Eher zufällig gerate ich in die Zeit, als die Innenstadt vollständig abgesperrt wird für die Durchfahrt der Präsidentenkolonne. Für etwa eine Stunde kommt im Zentrum nahezu alles zum Erliegen. Die meisten können auf die Behinderungen und Wartezeiten in ihrem Tagesrhythmus liebend gern verzichten. Wenn sie könnten, würden sie alle aufs Land fliehen. Der Busfahrer, dessen Fahrzeug wie alle anderen in den völlig verstopften Nebenstraßen stecken bleibt, verabschiedet mich beim Ausstieg: „Richten Sie Ihre Danksagungen an Präsident Medwedjew!“ Popularität sieht anders aus. Die ist wohl kaum das Ziel der Reise. Das Staatsoberhaupt hat den Innenminister, den Justizminister, die Gesundheits- und Sozialministerin, den Minister für Sport, Tourismus und Jugend, den Bildungsminister und den Minister für Kommunikation und Medien nicht für ein Bad in der Menge mitgebracht. Medwedjew will arbeiten. Unter anderem gilt es, mit vereinten Kräften den Kampf gegen die Drogenabhängigkeit der russischen Jugend aufzunehmen. Ein Thema, das nicht zufällig in Irkutsk auf die Agenda Russlands kommt. Das Irkutsker Gebiet gilt als eine der Hochburgen in Russland mit zweimal mehr Abhängigen als im gesamtrussischen Durchschnitt. In Russland werden nach offiziellen Zahlen mindestens 2,5 Millionen Drogenabhängige vermutet, von denen 70% unter 30 Jahre als sind – mit entsprechend hoher Sterberate. Russland bekommt auf diese Weise ein gewaltiges demographisches Problem. Medwedjew sucht nun, die Kräfte gegen die Abhängigkeit zu vereinen, sieht es als gesamtrussische Aufgabe und fordert zunächst einmal Tests von Schülern, das Sperren von Webseiten mit Anleitungen zur eigenen Drogenproduktion, und denkt über die Einführung einer Zwangsbehandlung anstelle von Gefängnisstrafen für Abhängige und Drogenkonsumenten nach.

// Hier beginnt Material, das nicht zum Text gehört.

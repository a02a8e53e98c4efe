//! Structured logging initialization via `tracing`.

use tracing_subscriber::EnvFilter;

/// Initialize the tracing subscriber.
///
/// `RUST_LOG` takes precedence; otherwise the configured level applies.
pub fn init_tracing(level: &str) {
    let filter = EnvFilter::try_from_default_env()
        .unwrap_or_else(|_| EnvFilter::new(level));
    tracing_subscriber::fmt().with_env_filter(filter).init();
}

Eine Studentin sagt, Medwedjew sei ihr zu kompliziert, sie mag Putin mehr, der ist einfach, volksnah, verständlich. Aber sie nehme auch diesen, denn alle russischen Präsidenten, hieße es ja, wären von Gott gesandt. An der Leninstraße sind einige hundert Menschen versammelt, die meisten einfach Passanten mit irgendeinem Ziel, dass sie nun zu Fuß erreichen müssen. Die einzigen sichtbaren Fahnen sind in den Händen von Mitgliedern der kommunistischen Partei, manch einer schwenkt die Fahne der Sowjetunion. Ansonsten spannungslose Ruhe, Verkehrspolizisten und stetig weiterschaltende Ampeln, rot, grün, rot, in den Seitenstraßen unendlich viele Fahrzeuge. Der perfekte Moment für einen Häuserbrand, die Feuerwehr hat keine Chance. Über der Stadt liegen dunkle Nebel, die Sonne ist auch verschwunden, kalter Wind kommt auf.

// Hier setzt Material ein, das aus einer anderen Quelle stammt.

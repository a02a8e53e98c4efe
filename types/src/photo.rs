//! Photo artifact reference.

use serde::{Deserialize, Serialize};

/// Where the photo bytes for a record live.
///
/// File-backed stores keep the artifact as a uniquely named file under a
/// managed uploads directory and record only the filename. Inline stores
/// encode the bytes as base64 directly in the record.
#[derive(Clone, Debug, PartialEq, Eq, Serialize, Deserialize)]
pub enum PhotoRef {
    /// Filename (not a full path) within the managed uploads directory.
    File { filename: String },
    /// Base64-encoded photo bytes stored inline with the record.
    Inline { data: String },
}

impl PhotoRef {
    /// The filename for file-backed artifacts, `None` for inline blobs.
    pub fn filename(&self) -> Option<&str> {
        match self {
            Self::File { filename } => Some(filename),
            Self::Inline { .. } => None,
        }
    }

    /// Whether the reference carries no artifact at all.
    pub fn is_empty(&self) -> bool {
        match self {
            Self::File { filename } => filename.is_empty(),
            Self::Inline { data } => data.is_empty(),
        }
    }
}

#[cfg(test)]
mod tests {
    use super::*;

    #[test]
    fn filename_only_for_file_refs() {
        let file = PhotoRef::File {
            filename: "photo-1-ABC.jpg".into(),
        };
        assert_eq!(file.filename(), Some("photo-1-ABC.jpg"));

        let inline = PhotoRef::Inline { data: "aGk=".into() };
        assert_eq!(inline.filename(), None);
    }

    #[test]
    fn empty_refs_detected() {
        assert!(PhotoRef::File { filename: String::new() }.is_empty());
        assert!(PhotoRef::Inline { data: String::new() }.is_empty());
        assert!(!PhotoRef::Inline { data: "aGk=".into() }.is_empty());
    }
}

Und dann fährt ein Polizeiauto mit Blaulicht entlang, ermahnt die Fußgänger, die Straße nicht mehr zu betreten. Es ist das Zeichen, woraufhin alle ihre Mobiltelefone ziehen und die anrollenden Fahrzeuge filmen. Aus der Ferne nähern sie sich, rund 20 Autos fahren rasch vorbei. Und als sie vorüber sind, gehen die Menschen weiter, dann strömen aus allen Nebenarmen die Verkehrsfluten hervor und donnern durch die Straßen, solange bis wieder abgesperrt wird, wenn des Gesandten Arbeit getan ist und er weiterfährt.